When can we expect a rate cut? And, to what extent the policy rate can be brought down from the current level of 8%?

While analysts are speculating on the extent of rate cut over the next one year—75 basis points or a full percentage point—it is fairly certain that a rate cut can happen as early as in February when RBI announces its next bimonthly policy. Or early March, immediately after finance minister Arun Jaitley announces the Union budget. One basis point is one-hundredth of a percentage point.

“A change in monetary policy stance is likely early next year, including outside the policy review cycle,” Tuesday’s policy document says. It has put two conditions—continuation of the current inflation trend and changes in inflationary expectations, and encouraging fiscal developments.

Wholesale price inflation dropped for the fifth consecutive month to 1.77% in October, its slowest since October 2009, while retail inflation dropped to 5.52%, its slowest since January 2012 when the current series started. Inflation will drop further in November, but after that, it may rise as the so-called base effect will wear off. Rajan wants to watch the inflationary trend after November to be sure about its downward trajectory. If he is convinced, he may announce a rate cut in February. If that does not happen, he may wait to see the government’s efforts on fiscal correction in the February budget before taking the call. In all probability, RBI may not wait till April for its annual monetary policy and may go ahead with the rate cut immediately after the budget. This is why the policy document hints at possibility of action “outside policy review cycle”.

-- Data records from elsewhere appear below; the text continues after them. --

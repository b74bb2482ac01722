use super::types::{CurrentResponse, ForecastResponse};
use super::{SourceError, WeatherSource};
use crate::config::Config;
use async_trait::async_trait;
use reqwest::Client;
use serde_json::Value;
use std::time::Duration;
use tokio::time::sleep;

pub struct OpenWeatherClient {
    client: Client,
    api_key: String,
    base_url: String,
    current_path: String,
    forecast_path: String,
    units: String,
}

impl OpenWeatherClient {
    pub fn new(config: &Config) -> Result<Self, SourceError> {
        let api_key = config
            .openweather_api_key
            .clone()
            .ok_or_else(|| SourceError::Api("OPENWEATHER_API_KEY not set".to_string()))?;

        let client = Client::builder()
            .user_agent("Weathry/1.0")
            .timeout(Duration::from_secs(30))
            .build()?;

        Ok(Self {
            client,
            api_key,
            base_url: config.openweather_base_url.clone(),
            current_path: config.openweather_current_path.clone(),
            forecast_path: config.openweather_forecast_path.clone(),
            units: config.units.clone(),
        })
    }

    async fn make_request_with_retry(
        &self,
        url: &str,
        params: &[(&str, &str)],
    ) -> Result<Value, SourceError> {
        let mut retry_count = 0;
        let max_retries = 3;
        let mut delay = Duration::from_millis(1000);

        loop {
            let response = self.client.get(url).query(params).send().await?;

            match response.status() {
                reqwest::StatusCode::OK => {
                    let json: Value = response.json().await?;
                    return Ok(json);
                }
                reqwest::StatusCode::TOO_MANY_REQUESTS => {
                    if retry_count >= max_retries {
                        return Err(SourceError::RateLimited(delay.as_secs()));
                    }

                    tracing::warn!(
                        "Rate limited by OpenWeather API, retrying in {}ms",
                        delay.as_millis()
                    );

                    sleep(delay).await;
                    delay = delay.mul_f32(2.0 + fastrand::f32() * 0.5); // Exponential backoff with jitter
                    retry_count += 1;
                }
                status => {
                    let error_text = response.text().await.unwrap_or_default();
                    return Err(SourceError::Api(format!("HTTP {}: {}", status, error_text)));
                }
            }
        }
    }
}

#[async_trait]
impl WeatherSource for OpenWeatherClient {
    async fn fetch_current(&self, location: &str) -> Result<CurrentResponse, SourceError> {
        let url = format!("{}{}", self.base_url, self.current_path);

        let response = self
            .make_request_with_retry(
                &url,
                &[
                    ("q", location),
                    ("units", &self.units),
                    ("appid", &self.api_key),
                ],
            )
            .await?;

        let current: CurrentResponse = serde_json::from_value(response)?;
        Ok(current)
    }

    async fn fetch_forecast(&self, location: &str) -> Result<ForecastResponse, SourceError> {
        let url = format!("{}{}", self.base_url, self.forecast_path);

        let response = self
            .make_request_with_retry(
                &url,
                &[
                    ("q", location),
                    ("units", &self.units),
                    ("appid", &self.api_key),
                ],
            )
            .await?;

        let forecast: ForecastResponse = serde_json::from_value(response)?;
        Ok(forecast)
    }
}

On what basis do we say that there will be a series of rate cuts next year? Well, the policy document clearly says, “Once the monetary policy stance shifts, subsequent policy actions will be consistent with the changed stance.” Can Rajan be more explicit than this? Essentially what it means is that RBI is not in a hurry to go for a rate cut now and reverse the stance later if inflation rises. It will cut the rate when it is absolutely convinced that the inflation genie is bottled and once that is done, the easy money policy will continue and we will see more rate cuts.

We are not far away from the first rate cut. Softening of international commodity prices, especially crude, and a stable rupee have contained imported inflation. This has encouraged RBI to say that risks to the January 2016 target of 6% inflation “appear evenly balanced”.

Its last policy statement on 30 September had said that “the balance of risks” to achieving 6% by January 2016 “is still to the upside”. It had also said: “the future policy stance will be influenced by RBI’s projections of inflation relative to the medium-term objective (6% by January 2016), while being contingent on incoming data.” This time around, not only the upside risks have receded, RBI is also exuding confidence of achieving the 6% target in March 2015, nine months ahead of schedule.

Tailpiece

The most interesting thing about the policy is Rajan’s near-commitment to cut rates in next few months and yet putting conditions to it. He is explicit that policy stance will shift early next year and yet puts dual conditions of a downward trend of inflation and inflationary expectations and fiscal correction. This conditional guidance could be a little confusing. Or, is it the Rajan way of dealing with pressure from New Delhi?